§ **Try it**: The entries follow. Please return all of them exactly.

§ **Data provided**:
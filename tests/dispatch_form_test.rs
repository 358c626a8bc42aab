//! Dispatch form integration tests

use async_trait::async_trait;
use axum::{
    body::Body,
    http::{header, Request, StatusCode},
    Router,
};
use mockall::mock;
use outbound_caller::application::entrypoint::CallJob;
use outbound_caller::application::worker::JobRunner;
use outbound_caller::domain::dispatch::{
    DispatchError, DispatchReceipt, DispatchRequest, Dispatcher, MISSING_PHONE_NUMBER,
};
use outbound_caller::interface::api::{build_router, AppState, FormDefaults};
use std::sync::Arc;
use tower::ServiceExt; // For `oneshot`

mock! {
    pub Dispatch {}

    #[async_trait]
    impl Dispatcher for Dispatch {
        async fn dispatch(&self, request: &DispatchRequest) -> Result<DispatchReceipt, DispatchError>;
        fn program(&self) -> String;
    }
}

struct NoJobs;

impl JobRunner for NoJobs {
    fn spawn(&self, _job: CallJob) {
        panic!("no job expected");
    }
}

fn app(dispatcher: MockDispatch) -> Router {
    let state = AppState {
        dispatcher: Arc::new(dispatcher),
        jobs: Arc::new(NoJobs),
        form_defaults: FormDefaults {
            phone_number: "+918980579954".to_string(),
            transfer_to: "+17345214522".to_string(),
        },
    };
    build_router(state, None)
}

fn form_post(body: &str) -> Request<Body> {
    Request::builder()
        .method("POST")
        .uri("/dispatch")
        .header(header::CONTENT_TYPE, "application/x-www-form-urlencoded")
        .body(Body::from(body.to_string()))
        .unwrap()
}

async fn body_text(response: axum::response::Response) -> String {
    let body = axum::body::to_bytes(response.into_body(), usize::MAX)
        .await
        .unwrap();
    String::from_utf8(body.to_vec()).unwrap()
}

#[tokio::test]
async fn test_form_is_prefilled() {
    let response = app(MockDispatch::new())
        .oneshot(Request::builder().uri("/").body(Body::empty()).unwrap())
        .await
        .unwrap();

    assert_eq!(response.status(), StatusCode::OK);
    let html = body_text(response).await;
    assert!(html.contains("<h1>Outbound Caller</h1>"));
    assert!(html.contains(r#"value="+918980579954""#));
    assert!(html.contains(r#"value="+17345214522""#));
}

#[tokio::test]
async fn test_empty_phone_number_is_rejected_without_dispatch() {
    for body in ["phone_number=&transfer_to=%2B17345214522", "phone_number=+++&transfer_to="] {
        let mut dispatcher = MockDispatch::new();
        dispatcher.expect_dispatch().times(0);

        let response = app(dispatcher).oneshot(form_post(body)).await.unwrap();
        assert_eq!(response.status(), StatusCode::UNPROCESSABLE_ENTITY);
        let html = body_text(response).await;
        assert!(html.contains(MISSING_PHONE_NUMBER));
        assert!(!html.contains("Dispatching call to"));
    }
}

#[tokio::test]
async fn test_successful_dispatch_shows_output_and_warnings() {
    let mut dispatcher = MockDispatch::new();
    dispatcher
        .expect_dispatch()
        .withf(|request: &DispatchRequest| {
            request.phone_number().as_str() == "+918980579954"
                && request.metadata().contains("+17345214522")
        })
        .times(1)
        .returning(|_| {
            Ok(DispatchReceipt {
                stdout: "Dispatch created: <AD_123>".to_string(),
                stderr: "using default project".to_string(),
            })
        });

    let response = app(dispatcher)
        .oneshot(form_post(
            "phone_number=%2B918980579954&transfer_to=%2B17345214522",
        ))
        .await
        .unwrap();

    assert_eq!(response.status(), StatusCode::OK);
    let html = body_text(response).await;
    assert!(html.contains("Dispatching call to +918980579954..."));
    assert!(html.contains("Call dispatched successfully!"));
    assert!(html.contains("Dispatch created: &lt;AD_123&gt;"));
    assert!(html.contains("using default project"));
}

#[tokio::test]
async fn test_missing_cli_is_reported() {
    let mut dispatcher = MockDispatch::new();
    dispatcher
        .expect_dispatch()
        .times(1)
        .returning(|_| Err(DispatchError::NotFound("lk".to_string())));
    dispatcher.expect_program().returning(|| "lk".to_string());

    let response = app(dispatcher)
        .oneshot(form_post("phone_number=%2B918980579954&transfer_to="))
        .await
        .unwrap();

    let html = body_text(response).await;
    assert!(html.contains("Dispatch CLI (lk) not found."));
}

#[tokio::test]
async fn test_failed_command_shows_both_streams() {
    let mut dispatcher = MockDispatch::new();
    dispatcher.expect_dispatch().times(1).returning(|_| {
        Err(DispatchError::CommandFailed {
            status: "exit status: 1".to_string(),
            stdout: "partial output".to_string(),
            stderr: "agent not registered".to_string(),
        })
    });
    dispatcher.expect_program().returning(|| "lk".to_string());

    let response = app(dispatcher)
        .oneshot(form_post("phone_number=%2B918980579954&transfer_to="))
        .await
        .unwrap();

    let html = body_text(response).await;
    assert!(html.contains("Failed to dispatch call"));
    assert!(html.contains("agent not registered"));
    assert!(html.contains("partial output"));
}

§ **Worked solution**:
filename tests/dispatch_form_test.rs
repository 358c626a8bc42aab
//! Dispatch form integration tests

use async_trait::async_trait;
use axum::{
    body::Body,
    http::{header, Request, StatusCode},
    Router,
};
use mockall::mock;
use outbound_caller::application::entrypoint::CallJob;
use outbound_caller::application::worker::JobRunner;
use outbound_caller::domain::dispatch::{
    DispatchError, DispatchReceipt, DispatchRequest, Dispatcher, MISSING_PHONE_NUMBER,
};
use outbound_caller::interface::api::{build_router, AppState, FormDefaults};
use std::sync::Arc;
use tower::ServiceExt; // For `oneshot`

mock! {
    pub Dispatch {}

    #[async_trait]
    impl Dispatcher for Dispatch {
        async fn dispatch(&self, request: &DispatchRequest) -> Result<DispatchReceipt, DispatchError>;
        fn program(&self) -> String;
    }
}

struct NoJobs;

impl JobRunner for NoJobs {
    fn spawn(&self, _job: CallJob) {
        panic!("no job expected");
    }
}

fn app(dispatcher: MockDispatch) -> Router {
    let state = AppState {
        dispatcher: Arc::new(dispatcher),
        jobs: Arc::new(NoJobs),
        form_defaults: FormDefaults {
            phone_number: "+918980579954".to_string(),
            transfer_to: "+17345214522".to_string(),
        },
    };
    build_router(state, None)
}

fn form_post(body: &str) -> Request<Body> {
    Request::builder()
        .method("POST")
        .uri("/dispatch")
        .header(header::CONTENT_TYPE, "application/x-www-form-urlencoded")
        .body(Body::from(body.to_string()))
        .unwrap()
}

async fn body_text(response: axum::response::Response) -> String {
    let body = axum::body::to_bytes(response.into_body(), usize::MAX)
        .await
        .unwrap();
    String::from_utf8(body.to_vec()).unwrap()
}

#[tokio::test]
async fn test_form_is_prefilled() {
    let response = app(MockDispatch::new())
        .oneshot(Request::builder().uri("/").body(Body::empty()).unwrap())
        .await
        .unwrap();

    assert_eq!(response.status(), StatusCode::OK);
    let html = body_text(response).await;
    assert!(html.contains("<h1>Outbound Caller</h1>"));
    assert!(html.contains(r#"value="+918980579954""#));
    assert!(html.contains(r#"value="+17345214522""#));
}

#[tokio::test]
async fn test_empty_phone_number_is_rejected_without_dispatch() {
    for body in ["phone_number=&transfer_to=%2B17345214522", "phone_number=+++&transfer_to="] {
        let mut dispatcher = MockDispatch::new();
        dispatcher.expect_dispatch().times(0);

        let response = app(dispatcher).oneshot(form_post(body)).await.unwrap();
        assert_eq!(response.status(), StatusCode::UNPROCESSABLE_ENTITY);
        let html = body_text(response).await;
        assert!(html.contains(MISSING_PHONE_NUMBER));
        assert!(!html.contains("Dispatching call to"));
    }
}

#[tokio::test]
async fn test_successful_dispatch_shows_output_and_warnings() {
    let mut dispatcher = MockDispatch::new();
    dispatcher
        .expect_dispatch()
        .withf(|request: &DispatchRequest| {
            request.phone_number().as_str() == "+918980579954"
                && request.metadata().contains("+17345214522")
        })
        .times(1)
        .returning(|_| {
            Ok(DispatchReceipt {
                stdout: "Dispatch created: <AD_123>".to_string(),
                stderr: "using default project".to_string(),
            })
        });

    let response = app(dispatcher)
        .oneshot(form_post(
            "phone_number=%2B918980579954&transfer_to=%2B17345214522",
        ))
        .await
        .unwrap();

    assert_eq!(response.status(), StatusCode::OK);
    let html = body_text(response).await;
    assert!(html.contains("Dispatching call to +918980579954..."));
    assert!(html.contains("Call dispatched successfully!"));
    assert!(html.contains("Dispatch created: &lt;AD_123&gt;"));
    assert!(html.contains("using default project"));
}

#[tokio::test]
async fn test_missing_cli_is_reported() {
    let mut dispatcher = MockDispatch::new();
    dispatcher
        .expect_dispatch()
        .times(1)
        .returning(|_| Err(DispatchError::NotFound("lk".to_string())));
    dispatcher.expect_program().returning(|| "lk".to_string());

    let response = app(dispatcher)
        .oneshot(form_post("phone_number=%2B918980579954&transfer_to="))
        .await
        .unwrap();

    let html = body_text(response).await;
    assert!(html.contains("Dispatch CLI (lk) not found."));
}

#[tokio::test]
async fn test_failed_command_shows_both_streams() {
    let mut dispatcher = MockDispatch::new();
    dispatcher.expect_dispatch().times(1).returning(|_| {
        Err(DispatchError::CommandFailed {
            status: "exit status: 1".to_string(),
            stdout: "partial output".to_string(),
            stderr: "agent not registered".to_string(),
        })
    });
    dispatcher.expect_program().returning(|| "lk".to_string());

    let response = app(dispatcher)
        .oneshot(form_post("phone_number=%2B918980579954&transfer_to="))
        .await
        .unwrap();

    let html = body_text(response).await;
    assert!(html.contains("Failed to dispatch call"));
    assert!(html.contains("agent not registered"));
    assert!(html.contains("partial output"));
}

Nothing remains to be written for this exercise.